DMT1 Mutation in a Patient with Hypochromic Microcytic Anemia: Functional Consequences and Response to Erythropoietin.

We have previously described a case of severe hypochromic microcytic anemia caused by a homozygous mutation in the divalent metal transporter 1 ( DMT1 1285G>C ). This mutation encodes for an amino acid substitution (E399D) and causes preferential skipping of exon 12 during processing of the DMT1 mRNA. To examine the functional consequences of this mutation, full length DMT1 transcript with the patient’s point mutation or a DMT1 transcript with exon 12 deleted was expressed in Chinese hamster ovary (CHO) cells. Our results demonstrate that the E399D substitution has no effect on protein expression and function. In contrast, deletion of exon 12 led to a decreased expression of the protein and disruption of its subcellular localization and iron uptake activity.

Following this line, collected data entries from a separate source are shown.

use serde::{Deserialize, Serialize};
use std::future::Future;

// ============================================================================
// Pagination
// ============================================================================
//
// Lists use `page`/`limit` query parameters and accumulate across "load
// more" calls. Refreshing resets to page 1. Every page is a fresh round
// trip; nothing is cached, deduplicated or prefetched.
//
// ============================================================================

#[derive(Debug, Clone, Copy, PartialEq, Eq, Serialize)]
pub struct PageRequest {
    pub page: u32,
    pub limit: u32,
}

impl PageRequest {
    pub const DEFAULT_LIMIT: u32 = 20;

    /// Pages are 1-based; zero is bumped to one for both fields
    pub fn new(page: u32, limit: u32) -> Self {
        Self {
            page: page.max(1),
            limit: limit.max(1),
        }
    }

    pub fn first(limit: u32) -> Self {
        Self::new(1, limit)
    }
}

impl Default for PageRequest {
    fn default() -> Self {
        Self::first(Self::DEFAULT_LIMIT)
    }
}

#[derive(Debug, Clone, Copy, PartialEq, Eq, Serialize, Deserialize)]
#[serde(rename_all = "camelCase")]
pub struct PageMeta {
    pub page: u32,
    pub limit: u32,
    #[serde(default)]
    pub total: u64,
    pub total_pages: u32,
}

/// List response: `{ "data": [...], "meta": {...} }`
#[derive(Debug, Clone, PartialEq, Serialize, Deserialize)]
pub struct Paginated<T> {
    pub data: Vec<T>,
    pub meta: PageMeta,
}

/// Items accumulated across pages of one list
#[derive(Debug, Clone)]
pub struct PagedList<T> {
    items: Vec<T>,
    limit: u32,
    loaded_page: u32,
    total_pages: Option<u32>,
    total: Option<u64>,
}

impl<T> PagedList<T> {
    pub fn new(limit: u32) -> Self {
        Self {
            items: Vec::new(),
            limit: limit.max(1),
            loaded_page: 0,
            total_pages: None,
            total: None,
        }
    }

    pub fn items(&self) -> &[T] {
        &self.items
    }

    pub fn into_items(self) -> Vec<T> {
        self.items
    }

    pub fn len(&self) -> usize {
        self.items.len()
    }

    pub fn is_empty(&self) -> bool {
        self.items.is_empty()
    }

    /// Last page appended; 0 before the first load
    pub fn loaded_page(&self) -> u32 {
        self.loaded_page
    }

    /// Total reported by the most recent page
    pub fn total(&self) -> Option<u64> {
        self.total
    }

    pub fn has_more(&self) -> bool {
        match self.total_pages {
            None => true,
            Some(total_pages) => self.loaded_page < total_pages,
        }
    }

    pub fn next_request(&self) -> Option<PageRequest> {
        self.has_more()
            .then(|| PageRequest::new(self.loaded_page + 1, self.limit))
    }

    /// Append a fetched page
    ///
    /// The page counter always advances, even if the server echoes a stale
    /// page number.
    pub fn extend(&mut self, page: Paginated<T>) {
        self.loaded_page = page.meta.page.max(self.loaded_page + 1);
        self.total_pages = Some(page.meta.total_pages);
        self.total = Some(page.meta.total);
        self.items.extend(page.data);
    }

    /// Pull-to-refresh: drop everything and start again from page 1
    pub fn refresh(&mut self) {
        self.items.clear();
        self.loaded_page = 0;
        self.total_pages = None;
        self.total = None;
    }

    /// Fetch and append the next page; returns how many items arrived
    pub async fn load_more<F, Fut, E>(&mut self, fetch: F) -> Result<usize, E>
    where
        F: FnOnce(PageRequest) -> Fut,
        Fut: Future<Output = Result<Paginated<T>, E>>,
    {
        let Some(request) = self.next_request() else {
            return Ok(0);
        };

        let page = fetch(request).await?;
        let received = page.data.len();
        self.extend(page);

        tracing::debug!(
            page = self.loaded_page,
            received = received,
            has_more = self.has_more(),
            "Loaded page"
        );

        Ok(received)
    }

    /// Keep loading until the last page
    pub async fn load_all<F, Fut, E>(&mut self, mut fetch: F) -> Result<usize, E>
    where
        F: FnMut(PageRequest) -> Fut,
        Fut: Future<Output = Result<Paginated<T>, E>>,
    {
        let mut received = 0;
        while self.has_more() {
            received += self.load_more(&mut fetch).await?;
        }
        Ok(received)
    }
}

We hypothesize that the residual protein in hematopoietic cells represents the functional E399D DMT1 variant, but because of its quantitative reduction, the iron uptake activity of DMT1 in the patient’s erythroid cells is severely suppressed. Because of the positive effect of erythropoietin (EPO) on the growth of patient’s BFU-Es in our in vitro studies, we have treated the patient with recombinant human EPO. The dose of 1.2 μg/kg given once a week did not lead to any improvement in hemoglobin level. However, doubling the dose of EPO (2.4 μg/kg) led to an increase in hemoglobin level from 75 to 91 g/L and to an improvement in the patient’s clinical condition.